As he explains, eating sugar and carbohydrates late in the day is the worst for your health. It forces the body to produce a big insulin spike and the sugar spike lasts longer.

Blood sugar spikes can cause headaches, dizziness and blurred vision, warns the NHS.

"Eventually the excess sugar is dragged from the bloodstream into the liver where it is processed into fat and then stuffed into your over-full fat cells. Next step? Diabetes," Phillips warned.

According to the NHS, adults should have no more than 30g of free sugars (any sugar added to food such as chocolate) a day, which equates to roughly seven sugar cubes.

However, a Diabetes UK chart based on 2023 data shows that the average Easter egg contains more than half of the daily limit. A Lindt Gold Bunny Milk Chocolate contains 54g of sugar - almost double the daily limit.

This can cause a cascade of health problems. As the pharmacist explains, a diet high in sugar, carbs and processed foods which spike your blood sugars can lead to permanently raised insulin levels, also known as insulin resistance.

This complication is common in people with metabolic syndrome - a cluster of conditions that increase your risk of type 2 diabetes, heart disease, cancer and dementia.

The sugar content is not the only hidden health risk: Easter eggs are also loaded with carbs.

Chart breaking down sugar and carb content of Easter eggs

A Lindt Gold Bunny Milk Chocolate contains 54g of sugar - almost double the daily limit, chart shows

Diabetes UK

"Carbs break down into sugar when digested and the body can’t tell the difference irrespective of where the sugar came from," warned Mr Phillips.

There have been numerous studies and arguments about what (or who) is to blame for our obesity crisis.
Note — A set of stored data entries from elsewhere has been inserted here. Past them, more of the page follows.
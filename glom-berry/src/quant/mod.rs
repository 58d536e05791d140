//! 对象量化与有效性过滤.
//!
//! 在解析器 flush 出完整的全局标签体数据之后, 逐平面流式统计每个对象的
//! 体素数, 换算物理体积与等效球直径, 按物理体积范围分类有效性,
//! 并在第二次流式遍历中将无效对象清零.

use crate::config::GlomeruliParams;
use crate::consts::label::is_object;
use crate::store::{PlaneStore, StoreError};
use std::collections::{BTreeMap, HashSet};
use std::f64::consts::PI;

#[cfg(feature = "serde")]
use serde::{Deserialize, Serialize};

/// 单个对象 (肾小球) 的量化记录.
#[derive(Debug, Clone, PartialEq)]
#[cfg_attr(feature = "serde", derive(Serialize, Deserialize))]
pub struct ObjectRecord {
    /// 全局标签.
    pub label: u32,

    /// 体素总数.
    pub pixels: u64,

    /// 物理体积, 以立方微米为单位.
    pub volume: f64,

    /// 等效球直径, 以微米为单位.
    pub diameter: f64,

    /// 物理体积是否落在配置的合法范围内.
    pub valid: bool,
}

/// 全体对象的量化结果, 即交给报告出口持久化的最终产物.
#[derive(Debug, Clone, PartialEq)]
#[cfg_attr(feature = "serde", derive(Serialize, Deserialize))]
pub struct Quantification {
    /// 全局标签 → 量化记录. 有序存储保证报告可复现.
    pub data: BTreeMap<u32, ObjectRecord>,

    /// 有效对象个数.
    pub valid_count: u32,

    /// 无效对象个数.
    pub invalid_count: u32,

    /// 有效对象直径均值. 无有效对象时为 NaN.
    pub diameter_average: f64,

    /// 有效对象直径方差. 无有效对象时为 NaN.
    pub diameter_variance: f64,
}

impl Quantification {
    /// 迭代所有无效对象的标签.
    pub fn invalid_labels(&self) -> impl Iterator<Item = u32> + '_ {
        self.data.values().filter(|r| !r.valid).map(|r| r.label)
    }
}

/// 序列化部分
#[cfg(feature = "serde")]
impl Quantification {
    /// 将量化结果以 bincode 格式写入 `path`.
    pub fn save<P: AsRef<std::path::Path>>(&self, path: P) -> std::io::Result<()> {
        let file = std::fs::File::create(path)?;
        bincode::serialize_into(std::io::BufWriter::new(file), self)
            .map_err(|e| std::io::Error::new(std::io::ErrorKind::Other, e))
    }

    /// 从 `path` 读回 bincode 格式的量化结果.
    pub fn load<P: AsRef<std::path::Path>>(path: P) -> std::io::Result<Quantification> {
        let file = std::fs::File::open(path)?;
        bincode::deserialize_from(std::io::BufReader::new(file))
            .map_err(|e| std::io::Error::new(std::io::ErrorKind::Other, e))
    }
}

/// 由体素数换算等效球直径: `2·(3·volume/4π)^(1/3)`.
#[inline]
fn equivalent_diameter(volume: f64) -> f64 {
    2.0 * (3.0 / 4.0 * volume / PI).powf(1.0 / 3.0)
}

/// 以 "和与平方和" 单遍计算直径均值与方差.
///
/// 空迭代器产生 `(NaN, NaN)`, 不 panic.
fn diameter_statistics<I: IntoIterator<Item = f64>>(diameters: I) -> (f64, f64) {
    let mut count = 0u32;
    let mut sum = 0.0;
    let mut sum_sq = 0.0;
    for d in diameters {
        count += 1;
        sum += d;
        sum_sq += d * d;
    }
    let average = sum / count as f64;
    let variance = sum_sq / count as f64 - average * average;
    (average, variance)
}

/// 流式统计标签通道, 产出全体对象的量化结果.
///
/// 逐平面读取全局标签, 累计每个标签的体素数; 全程只驻留一个平面.
pub fn quantify<S: PlaneStore>(
    store: &S,
    params: &GlomeruliParams,
) -> Result<Quantification, StoreError> {
    let mut counts: BTreeMap<u32, u64> = BTreeMap::new();
    for z in 0..store.len_z() {
        let plane = store.read_labels(z)?;
        for &l in plane.as_immut().iter() {
            if is_object(l) {
                *counts.entry(l).or_default() += 1;
            }
        }
    }

    let voxel = store.voxel_size().voxel();
    let (min_volume, max_volume) = params.volume_range();

    let mut data = BTreeMap::new();
    let mut valid_count = 0u32;
    let mut invalid_count = 0u32;
    for (label, pixels) in counts {
        let volume = pixels as f64 * voxel;
        let diameter = equivalent_diameter(volume);
        let valid = volume >= min_volume && volume <= max_volume;
        if valid {
            valid_count += 1;
        } else {
            invalid_count += 1;
        }
        data.insert(
            label,
            ObjectRecord {
                label,
                pixels,
                volume,
                diameter,
                valid,
            },
        );
    }

    let (diameter_average, diameter_variance) =
        diameter_statistics(data.values().filter(|r| r.valid).map(|r| r.diameter));

    Ok(Quantification {
        data,
        valid_count,
        invalid_count,
        diameter_average,
        diameter_variance,
    })
}

/// 第二次流式遍历: 将所有无效对象的体素清零.
pub fn filter_invalid<S: PlaneStore>(
    store: &mut S,
    quant: &Quantification,
) -> Result<(), StoreError> {
    let invalid: HashSet<u32> = quant.invalid_labels().collect();
    if invalid.is_empty() {
        return Ok(());
    }

    for z in 0..store.len_z() {
        let mut plane = store.read_labels(z)?;
        {
            let mut view = plane.as_mutable();
            for pix in view.iter_mut() {
                if invalid.contains(pix) {
                    *pix = 0;
                }
            }
        }
        store.write_labels(z, &plane)?;
    }
    Ok(())
}

#[cfg(test)]
mod tests {
    use super::*;
    use crate::store::{LabelSink, MemoryStore};
    use crate::{OwnedLabelSlice, ScanStack, VoxelSize};
    use ndarray::Array2;

    fn store_with_labels(planes: Vec<Array2<u32>>, voxel: VoxelSize) -> MemoryStore {
        let (h, w) = {
            let &[h, w] = planes[0].shape() else {
                unreachable!()
            };
            (h, w)
        };
        let mut store = MemoryStore::from_scan(ScanStack::zeros((planes.len(), h, w), voxel));
        for (z, data) in planes.into_iter().enumerate() {
            store
                .write_labels(z, &OwnedLabelSlice::from_raw(data))
                .unwrap();
        }
        store
    }

    #[test]
    fn test_diameter_statistics_exact() {
        // 直径 10 与 20: 均值 15, 方差 (100+400)/2 - 225 = 25.
        let (mean, var) = diameter_statistics([10.0, 20.0]);
        assert!((mean - 15.0).abs() < 1e-12);
        assert!((var - 25.0).abs() < 1e-12);
    }

    #[test]
    fn test_diameter_statistics_empty_is_nan() {
        let (mean, var) = diameter_statistics([]);
        assert!(mean.is_nan());
        assert!(var.is_nan());
    }

    #[test]
    fn test_quantify_physical_conversion() {
        // 一个对象 10 体素, 体素 2×2×3 µm → 体积 120 µm³.
        let mut plane = Array2::<u32>::zeros((4, 4));
        for w in 0..4 {
            plane[(0, w)] = 1;
            plane[(1, w)] = 1;
        }
        plane[(2, 0)] = 1;
        plane[(2, 1)] = 1;
        let store = store_with_labels(vec![plane], VoxelSize::new(2.0, 3.0).unwrap());

        let mut params = GlomeruliParams::default();
        params.min_rad = 1.0;
        let quant = quantify(&store, &params).unwrap();
        assert_eq!(quant.data.len(), 1);
        let record = &quant.data[&1];
        assert_eq!(record.pixels, 10);
        assert!((record.volume - 120.0).abs() < 1e-9);
        assert!((record.diameter - equivalent_diameter(120.0)).abs() < 1e-12);
        assert!(record.valid);
        assert_eq!(quant.valid_count, 1);
        assert_eq!(quant.invalid_count, 0);
    }

    /// 量化报告的持久化往返.
    #[cfg(feature = "serde")]
    #[test]
    fn test_quantification_save_load_roundtrip() {
        let mut plane = Array2::<u32>::zeros((4, 4));
        plane[(1, 1)] = 1;
        plane[(1, 2)] = 1;
        let store = store_with_labels(vec![plane], VoxelSize::new(10.0, 10.0).unwrap());
        let quant = quantify(&store, &GlomeruliParams::default()).unwrap();

        let path = std::env::temp_dir().join(format!(
            "glom-berry-quant-{}.bin",
            std::process::id()
        ));
        quant.save(&path).unwrap();
        let back = Quantification::load(&path).unwrap();
        std::fs::remove_file(&path).ok();

        assert_eq!(back.data, quant.data);
        assert_eq!(back.valid_count, quant.valid_count);
        assert_eq!(back.invalid_count, quant.invalid_count);
    }

    #[test]
    fn test_filter_invalid_zeroes_objects() {
        // 对象 1 体积过小 (1 体素), 对象 2 足够大.
        let mut plane0 = Array2::<u32>::zeros((8, 8));
        plane0[(0, 0)] = 1;
        let mut plane1 = Array2::<u32>::zeros((8, 8));
        for h in 0..8 {
            for w in 0..8 {
                plane1[(h, w)] = 2;
            }
        }
        let mut store =
            store_with_labels(vec![plane0, plane1], VoxelSize::new(5.0, 5.0).unwrap());

        let mut params = GlomeruliParams::default();
        params.min_rad = 10.0;
        params.max_rad = 65.0;
        let quant = quantify(&store, &params).unwrap();
        assert!(!quant.data[&1].valid);
        assert!(quant.data[&2].valid);
        assert_eq!(quant.invalid_labels().collect::<Vec<_>>(), vec![1]);

        filter_invalid(&mut store, &quant).unwrap();
        assert_eq!(store.labels3d().count(1), 0);
        assert_eq!(store.labels3d().count(2), 64);
    }
}
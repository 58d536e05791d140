use crate::ScanSlice;
use ordered_float::NotNan;

/// 强度窗口, 将 `[0, max]` 范围内的荧光强度离散化为 8-bit 灰度值.
///
/// 显微镜强度平面在构建直方图 (Otsu) 之前必须被规范化到 `0..=255`
/// 的整数区间. 该窗口是只读的. 若要修改窗口参数, 你应该创建新的实例.
#[derive(Copy, Clone, Debug)]
pub struct SignalWindow {
    max: f32,
}

impl SignalWindow {
    /// 构建强度窗口.
    ///
    /// `max` 必须是正的有限值, 否则返回 `None`.
    pub fn new(max: f32) -> Option<SignalWindow> {
        (max.is_finite() && max > 0.0).then_some(Self { max })
    }

    /// 以 `scan` 的最大强度为上限构建窗口.
    ///
    /// 如果平面为空或不存在正强度像素 (即全背景平面), 则返回 `None`.
    /// 调用方应将该情况短路处理为空掩膜, 而不是继续分割.
    pub fn from_scan(scan: &ScanSlice) -> Option<SignalWindow> {
        let max = scan
            .iter()
            .copied()
            .filter_map(|v| NotNan::new(v).ok())
            .max()?;
        Self::new(max.into_inner())
    }

    /// 窗口上限.
    #[inline]
    pub fn max(&self) -> f32 {
        self.max
    }

    /// 求在当前窗口设置下, 强度 `v` 对应的灰度图像素整数值 (0 <= value <= 255).
    ///
    /// 如果 `v` 无意义 (如 inf, NaN), 则返回 `None`.
    pub fn eval(&self, v: f32) -> Option<u8> {
        if !v.is_finite() {
            return None;
        }
        if v <= 0.0 {
            Some(u8::MIN)
        } else if v >= self.max {
            Some(u8::MAX)
        } else {
            // 255, not 256.
            Some((v / self.max * 255.0) as u8)
        }
    }

    /// 求在当前窗口设置下, 强度 `v` 对应的灰度分布点 (0.0 <= value <= 255.0).
    ///
    /// 如果 `v` 无意义 (如 inf, NaN), 则返回 `None`.
    pub fn eval_f32(&self, v: f32) -> Option<f32> {
        if !v.is_finite() {
            return None;
        }
        if v <= 0.0 {
            Some(0.0)
        } else if v >= self.max {
            Some(255.0)
        } else {
            Some(v / self.max * 255.0)
        }
    }
}

#[cfg(test)]
mod tests {
    use super::SignalWindow;
    use crate::OwnedScanSlice;
    use ndarray::array;

    fn float_eq(a: f32, b: f32) -> bool {
        (a - b).abs() < 1e-8
    }

    #[test]
    fn test_signal_window_invalid_input() {
        assert!(SignalWindow::new(0.0).is_none());
        assert!(SignalWindow::new(-1.0).is_none());
        assert!(SignalWindow::new(f32::NAN).is_none());
        assert!(SignalWindow::new(f32::INFINITY).is_none());
    }

    #[test]
    fn test_signal_window_generic() {
        let win = SignalWindow::new(200.0).unwrap();
        assert_eq!(win.eval(f32::NAN), None);
        assert_eq!(win.eval(-1.0), Some(0));
        assert_eq!(win.eval(0.0), Some(0));
        assert_eq!(win.eval(200.0), Some(255));
        assert_eq!(win.eval(1e10), Some(255));

        assert_eq!(win.eval(50.0).unwrap(), (255.0 * 0.25) as u8);
        assert!(float_eq(win.eval_f32(50.0).unwrap(), 255.0 * 0.25));
        assert_eq!(win.eval(100.0).unwrap(), (255.0 * 0.5) as u8);
        assert!(float_eq(win.eval_f32(100.0).unwrap(), 255.0 * 0.5));
    }

    #[test]
    fn test_signal_window_from_scan() {
        let scan = OwnedScanSlice::from_raw(array![[0.0, 3.0], [1.5, 0.0]]);
        let win = SignalWindow::from_scan(&scan.as_immut()).unwrap();
        assert!(float_eq(win.max(), 3.0));

        // 全背景平面不构成合法窗口.
        let blank = OwnedScanSlice::zeros((3, 3));
        assert!(SignalWindow::from_scan(&blank.as_immut()).is_none());
    }
}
For the pharmacist, the picture is really not that nuanced: "Carbs are a killer and are one of the main reasons for our record levels of obesity and type 2 diabetes."

Editor's take

We have enough data to show that overindulging in sweet treats is bad for your health. However, moderation is key and think about what else you are having this weekend alongside Easter eggs.

For example, a heavy night of booze will compound these effects.

I agree that we should be wary of overeating Easter eggs. I am also sympathetic to the view that being told what to do can feel paternalistic and patronising. It arguably also distracts from other more serious health emergencies, such as the state of our NHS.